Selain itu, tugas menangani jenazah non-muslim agak ribet sebab setelah memandikan jenazah juga harus meriasnya. “Ini tidak sesuai dengan ajaran Islam, sehingga saya tidak bisa menerima tugas itu, meski gajinya besar,” katanya.
Namun demikian, keluarganya di Surabaya tidak ada yang percaya bila dirinya menjadi modin yang bisa memandikan jenazah. Sebab, ketika di Surabaya, Fatimah dikenal sebagai seorang penakut. Karena itu, dia pun ingin membuktikan kepada saudaranya bila sekarang dia tidak lagi penakut.
Saat ibunya meninggal dunia, Fatimah pun memandikan sendiri jenazah sang ibunda. Dia menangis mengenang momen kesedihan itu. Namun dia bersyukur sebab di akhir hidupnya, sang ibu sudah menjadi muslimah. Fatimah menangis terharu bila mengenang ibunya.

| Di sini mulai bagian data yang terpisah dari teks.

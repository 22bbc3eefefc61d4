//! Group-by operation
//!
//! Grouping never changes rows. It attaches a `(value, count)` side table
//! that only the final query renders. Near-unique columns are filtered at
//! propose time, so apply only checks that the column still exists.

use super::{first_capture, ProposeContext, TableOperation};
use crate::config::ApplyPolicy;
use crate::confidence::{rank_descending, ConfidenceTally, Ranked};
use crate::error::GeneratorError;
use crate::generator::Generator;
use crate::prompts::group_column_prompt;
use crate::state_machine::Operation;
use crate::table::{GroupFacts, TableSnapshot, TraceEntry};
use async_trait::async_trait;
use once_cell::sync::Lazy;
use regex::Regex;
use serde::{Deserialize, Serialize};
use std::collections::{BTreeMap, HashSet};
use tracing::debug;

static GROUP_CALL: Lazy<Regex> =
    Lazy::new(|| Regex::new(r"f_group\(([^)]*)\)").expect("static pattern"));

/// Highest distinct/populated ratio a groupable column may have
pub const MAX_DISTINCT_RATIO: f64 = 0.8;

/// A groupable column with its counts
#[derive(Debug, Clone, PartialEq, Eq, Serialize, Deserialize)]
pub struct GroupCandidate {
    /// Column to group
    pub column: String,
    /// `(value, count)` by descending count, ties in value order
    pub groups: Vec<(String, usize)>,
}

/// Whether the populated cells repeat enough to be worth grouping
///
/// Blank cells are ignored; a column with no populated cell is not groupable.
#[must_use]
pub fn is_groupable(values: &[&str]) -> bool {
    let populated: Vec<&str> = values.iter().copied().filter(|v| !v.trim().is_empty()).collect();
    if populated.is_empty() {
        return false;
    }
    let distinct: HashSet<&str> = populated.iter().copied().collect();
    #[allow(clippy::cast_precision_loss)]
    let ratio = distinct.len() as f64 / populated.len() as f64;
    ratio <= MAX_DISTINCT_RATIO
}

/// Counts per distinct value, blanks included, largest group first
#[must_use]
pub fn group_counts(values: &[&str]) -> Vec<(String, usize)> {
    let mut counts: BTreeMap<&str, usize> = BTreeMap::new();
    for value in values {
        *counts.entry(*value).or_insert(0) += 1;
    }
    let mut groups: Vec<(String, usize)> = counts
        .into_iter()
        .map(|(value, count)| (value.to_string(), count))
        .collect();
    groups.sort_by(|a, b| b.1.cmp(&a.1));
    groups
}

/// Group-by operation
#[derive(Debug, Clone, Copy, Default)]
pub struct GroupBy;

#[async_trait]
impl TableOperation for GroupBy {
    type Candidate = GroupCandidate;

    fn operation(&self) -> Operation {
        Operation::GroupColumn
    }

    async fn propose(
        &self,
        generator: &dyn Generator,
        ctx: &ProposeContext<'_>,
    ) -> Result<Vec<Ranked<GroupCandidate>>, GeneratorError> {
        let snapshot = ctx.snapshot;
        let prompt = group_column_prompt(snapshot, ctx.caption(), &ctx.task.statement);
        let completions = generator.complete(&prompt, ctx.options).await?;

        let mut tally = ConfidenceTally::new();
        for completion in &completions {
            match first_capture(&GROUP_CALL, &completion.text) {
                Some(column) if snapshot.column_index(column).is_some() => {
                    tally.add(column.to_string(), completion.log_score);
                }
                _ => {}
            }
        }

        let mut candidates: Vec<Ranked<GroupCandidate>> = tally
            .into_ranked()
            .into_iter()
            .filter_map(|ranked| {
                let index = snapshot.column_index(&ranked.value)?;
                let values = snapshot.column_values(index);
                if !is_groupable(&values) {
                    debug!("group_column {} is near-unique", ranked.value);
                    return None;
                }
                Some(Ranked::new(
                    GroupCandidate {
                        groups: group_counts(&values),
                        column: ranked.value,
                    },
                    ranked.confidence,
                ))
            })
            .collect();
        rank_descending(&mut candidates);
        debug!(
            "group_column kept {} candidates from {} completions",
            candidates.len(),
            completions.len()
        );
        Ok(candidates)
    }

    fn apply(
        &self,
        snapshot: &TableSnapshot,
        candidates: &[Ranked<GroupCandidate>],
        _policy: &ApplyPolicy,
    ) -> TableSnapshot {
        let Some(top) = candidates.first() else {
            return snapshot.skipped(Operation::GroupColumn);
        };
        let candidate = &top.value;
        if snapshot.column_index(&candidate.column).is_none() {
            return snapshot.skipped(Operation::GroupColumn);
        }
        snapshot.with_group_facts(
            GroupFacts {
                column: candidate.column.clone(),
                groups: candidate.groups.clone(),
            },
            TraceEntry::kept(Operation::GroupColumn, candidate.column.clone()),
        )
    }
}

#[cfg(test)]
mod tests {
    use super::*;

    #[test]
    fn near_unique_column_is_not_groupable() {
        let values = ["a", "b", "c", "d", "e", "f", "g", "h", "i", "i"];
        assert!(!is_groupable(&values));
    }

    #[test]
    fn repetitive_column_is_groupable() {
        let values = ["x", "y", "x", "y", "x", "y", "x", "y", "x", "y"];
        assert!(is_groupable(&values));
    }

    #[test]
    fn blanks_are_ignored_by_ratio() {
        assert!(is_groupable(&["dem", "", " ", "dem", "rep"]));
        assert!(!is_groupable(&["", " "]));
    }

    #[test]
    fn counts_sorted_by_size_then_value() {
        let groups = group_counts(&["rep", "dem", "ind", "dem", "rep", "dem", ""]);
        assert_eq!(
            groups,
            vec![
                ("dem".to_string(), 3),
                ("rep".to_string(), 2),
                (String::new(), 1),
                ("ind".to_string(), 1),
            ]
        );
    }

    #[test]
    fn apply_attaches_facts_without_touching_rows() {
        let base = TableSnapshot::new(
            vec!["party".into()],
            vec![vec!["dem".into()], vec!["dem".into()], vec!["rep".into()]],
        )
        .unwrap();
        let candidate = GroupCandidate {
            column: "party".into(),
            groups: group_counts(&base.column_values(0)),
        };
        let next = GroupBy.apply(&base, &[Ranked::new(candidate, 1.0)], &ApplyPolicy::default());
        assert_eq!(next.rows(), base.rows());
        assert_eq!(next.group_facts().map(|f| f.groups.len()), Some(2));
        assert_eq!(next.trace()[0].to_string(), "f_group_column(party)");
    }
}
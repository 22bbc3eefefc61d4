//! Batch executor
//!
//! A fixed pool of tokio workers pulls chunks of tasks from one shared
//! queue. Each task first checks the checkpoint store; a hit is returned as
//! is, a miss runs the full chain and is persisted before it is reported.
//! Failures and panics are caught per task, logged with the task identity
//! and reported as absent results.

use crate::checkpoint::{CheckpointEntry, CheckpointStore};
use crate::error::BatchError;
use chrono::Utc;
use futures::FutureExt;
use serde::{Deserialize, Serialize};
use std::panic::AssertUnwindSafe;
use std::sync::Arc;
use tabchain_core::{ChainDriver, Task, TaskId};
use tokio::sync::{mpsc, Mutex};
use tracing::{debug, error, info};
use ulid::Ulid;

/// Worker pool settings
#[derive(Debug, Clone, Copy, PartialEq, Eq, Serialize, Deserialize)]
#[serde(default)]
pub struct BatchConfig {
    /// Number of concurrent workers
    pub workers: usize,
    /// Tasks per queued job
    pub chunk_size: usize,
}

impl Default for BatchConfig {
    fn default() -> Self {
        Self {
            workers: 10,
            chunk_size: 1,
        }
    }
}

impl BatchConfig {
    /// Set worker count (at least one)
    #[must_use]
    pub fn with_workers(mut self, workers: usize) -> Self {
        self.workers = workers.max(1);
        self
    }

    /// Set chunk size (at least one)
    #[must_use]
    pub fn with_chunk_size(mut self, chunk_size: usize) -> Self {
        self.chunk_size = chunk_size.max(1);
        self
    }
}

/// Counters of one batch run
#[derive(Debug, Clone, Copy, Default, PartialEq, Eq, Serialize, Deserialize)]
pub struct BatchStats {
    /// Tasks submitted
    pub total: usize,
    /// Tasks run against the Generator
    pub executed: usize,
    /// Tasks served from the checkpoint store
    pub cached: usize,
    /// Tasks that failed or panicked
    pub failed: usize,
}

/// Outcome of one batch run
#[derive(Debug, Clone)]
pub struct BatchReport {
    /// Run identifier
    pub run_id: Ulid,
    /// One slot per submitted task, in submission order; `None` on failure
    pub results: Vec<Option<Arc<CheckpointEntry>>>,
    /// Counters
    pub stats: BatchStats,
}

impl BatchReport {
    /// Completed entries in submission order
    pub fn completed(&self) -> impl Iterator<Item = &CheckpointEntry> {
        self.results.iter().flatten().map(Arc::as_ref)
    }

    /// Share of labelled, completed tasks whose verdict matches the label
    #[must_use]
    #[allow(clippy::cast_precision_loss)]
    pub fn accuracy(&self) -> Option<f64> {
        let (hits, labelled) = self
            .completed()
            .filter_map(|entry| entry.task.label.map(|label| entry.result.matches_label(label)))
            .fold((0usize, 0usize), |(hits, n), hit| (hits + usize::from(hit), n + 1));
        (labelled > 0).then(|| hits as f64 / labelled as f64)
    }
}

enum TaskOutcome {
    Executed(Arc<CheckpointEntry>),
    Cached(Arc<CheckpointEntry>),
    Failed,
}

type Job = Vec<(usize, Task)>;

/// Runs batches of tasks over a worker pool
#[derive(Debug, Clone)]
pub struct BatchExecutor {
    driver: ChainDriver,
    store: CheckpointStore,
    config: BatchConfig,
}

impl BatchExecutor {
    /// Create executor
    #[must_use]
    pub fn new(driver: ChainDriver, store: CheckpointStore, config: BatchConfig) -> Self {
        Self {
            driver,
            store,
            config,
        }
    }

    /// Checkpoint store in use
    #[inline]
    #[must_use]
    pub fn store(&self) -> &CheckpointStore {
        &self.store
    }

    /// Run every task, resuming from the checkpoint store
    pub async fn run(&self, tasks: Vec<Task>) -> BatchReport {
        let run_id = Ulid::new();
        let total = tasks.len();
        let workers = self.config.workers.max(1);
        let chunk_size = self.config.chunk_size.max(1);
        info!(
            "batch {} start: {} tasks, {} workers, chunk size {}",
            run_id, total, workers, chunk_size
        );

        let (job_tx, job_rx) = mpsc::channel::<Job>(workers * 2);
        let job_rx = Arc::new(Mutex::new(job_rx));
        let (out_tx, mut out_rx) = mpsc::unbounded_channel::<(usize, TaskOutcome)>();

        let handles: Vec<_> = (0..workers)
            .map(|_| {
                tokio::spawn(worker(
                    self.driver.clone(),
                    self.store.clone(),
                    Arc::clone(&job_rx),
                    out_tx.clone(),
                ))
            })
            .collect();
        drop(out_tx);

        let mut indexed = tasks.into_iter().enumerate().peekable();
        while indexed.peek().is_some() {
            let job: Job = indexed.by_ref().take(chunk_size).collect();
            if job_tx.send(job).await.is_err() {
                error!("batch {} lost every worker before the queue drained", run_id);
                break;
            }
        }
        drop(job_tx);

        let mut results: Vec<Option<Arc<CheckpointEntry>>> = vec![None; total];
        let mut stats = BatchStats {
            total,
            ..BatchStats::default()
        };
        while let Some((index, outcome)) = out_rx.recv().await {
            match outcome {
                TaskOutcome::Executed(entry) => {
                    stats.executed += 1;
                    results[index] = Some(entry);
                }
                TaskOutcome::Cached(entry) => {
                    stats.cached += 1;
                    results[index] = Some(entry);
                }
                TaskOutcome::Failed => {}
            }
        }
        for handle in handles {
            if let Err(e) = handle.await {
                error!("batch {} worker stopped abnormally: {}", run_id, e);
            }
        }
        // includes tasks a dead worker never reported
        stats.failed = total - stats.executed - stats.cached;

        info!(
            "batch {} done: {} executed, {} cached, {} failed",
            run_id, stats.executed, stats.cached, stats.failed
        );
        BatchReport {
            run_id,
            results,
            stats,
        }
    }
}

async fn worker(
    driver: ChainDriver,
    store: CheckpointStore,
    jobs: Arc<Mutex<mpsc::Receiver<Job>>>,
    out: mpsc::UnboundedSender<(usize, TaskOutcome)>,
) {
    loop {
        let job = jobs.lock().await.recv().await;
        let Some(job) = job else {
            break;
        };
        for (index, task) in job {
            let outcome = run_guarded(&driver, &store, task).await;
            if out.send((index, outcome)).is_err() {
                return;
            }
        }
    }
}

async fn run_guarded(driver: &ChainDriver, store: &CheckpointStore, task: Task) -> TaskOutcome {
    let id = task.id.clone();
    let result = AssertUnwindSafe(run_task(driver, store, task))
        .catch_unwind()
        .await
        .unwrap_or_else(|payload| Err(BatchError::Panicked(panic_message(payload.as_ref()))));

    match result {
        Ok((entry, true)) => TaskOutcome::Cached(entry),
        Ok((entry, false)) => TaskOutcome::Executed(entry),
        Err(e) => {
            log_failure(&id, &e);
            TaskOutcome::Failed
        }
    }
}

/// `(entry, cached)`
async fn run_task(
    driver: &ChainDriver,
    store: &CheckpointStore,
    task: Task,
) -> Result<(Arc<CheckpointEntry>, bool), BatchError> {
    if let Some(entry) = store.load(&task.id).await? {
        debug!("task {} served from checkpoint", task.id);
        return Ok((entry, true));
    }

    let (result, log) = driver.verify(&task).await?;
    let entry = store
        .persist(CheckpointEntry {
            task,
            result,
            log,
            completed_at: Utc::now(),
        })
        .await?;
    Ok((entry, false))
}

fn log_failure(id: &TaskId, err: &BatchError) {
    error!("task {} failed: {}", id, err);
}

fn panic_message(payload: &(dyn std::any::Any + Send)) -> String {
    payload
        .downcast_ref::<&str>()
        .map(ToString::to_string)
        .or_else(|| payload.downcast_ref::<String>().cloned())
        .unwrap_or_else(|| "non-string panic payload".to_string())
}

#[cfg(test)]
mod tests {
    use super::*;

    #[test]
    fn panic_payloads_are_rendered() {
        let owned: Box<dyn std::any::Any + Send> = Box::new(String::from("boom"));
        let borrowed: Box<dyn std::any::Any + Send> = Box::new("bang");
        let other: Box<dyn std::any::Any + Send> = Box::new(7u8);

        assert_eq!(panic_message(owned.as_ref()), "boom");
        assert_eq!(panic_message(borrowed.as_ref()), "bang");
        assert_eq!(panic_message(other.as_ref()), "non-string panic payload");
    }

    #[test]
    fn config_floors_at_one() {
        let config = BatchConfig::default().with_workers(0).with_chunk_size(0);
        assert_eq!(config, BatchConfig { workers: 1, chunk_size: 1 });
    }
}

“Saya membimbing ibu masuk Islam. Saya memandikan jenazah ibu saat Beliau meninggal. Sejak itu banyak yang tahu bila saya bisa memandikan jenazah dan banyak yang meminta saya memulasaran jenazah saat di Surabaya tapi saya tidak mau. Cukup ibu saya saja. Dan Fatimah akhirnya dikenal bukan lagi seorang penakut,” katanya.
Layak Dapat Penghargaan
Selama bertahun-tahun Fatimah mengabdi menjadi pemulasaran jenazah, tapi tidak pernah mendapat imbalan apa pun dari KJRI. Padahal, paling banyak yang dia tangani adalah jenazah WNI. Dan selalu saja bila ada WNI meninggal dunia, Fatimah lebih banyak berperan ketimbang empat seniornya yang semua sudah sepuh.
“Saya pernah minta bantuan masker, atau kain kafan, atau alat-alat lain untuk mengurus jenazah WNI, tapi sampai hari ini tidak diberi. Padahal, kadang saya harus mendatangkan dari Indonesia untuk bahan menangani jenazah bagi WNI tersebut. Para senior saya juga curhat, mengapa kita sering membantu menangani jenazah orang Indonesia, tapi kepingin makan masakan Indonesia saja tidak pernah merasakannya. Saya jadi tidak enak kan? Saya harap KJRI mengapresiasi kerja kami yang banyak menangani jenazah WNI ini,” katanya.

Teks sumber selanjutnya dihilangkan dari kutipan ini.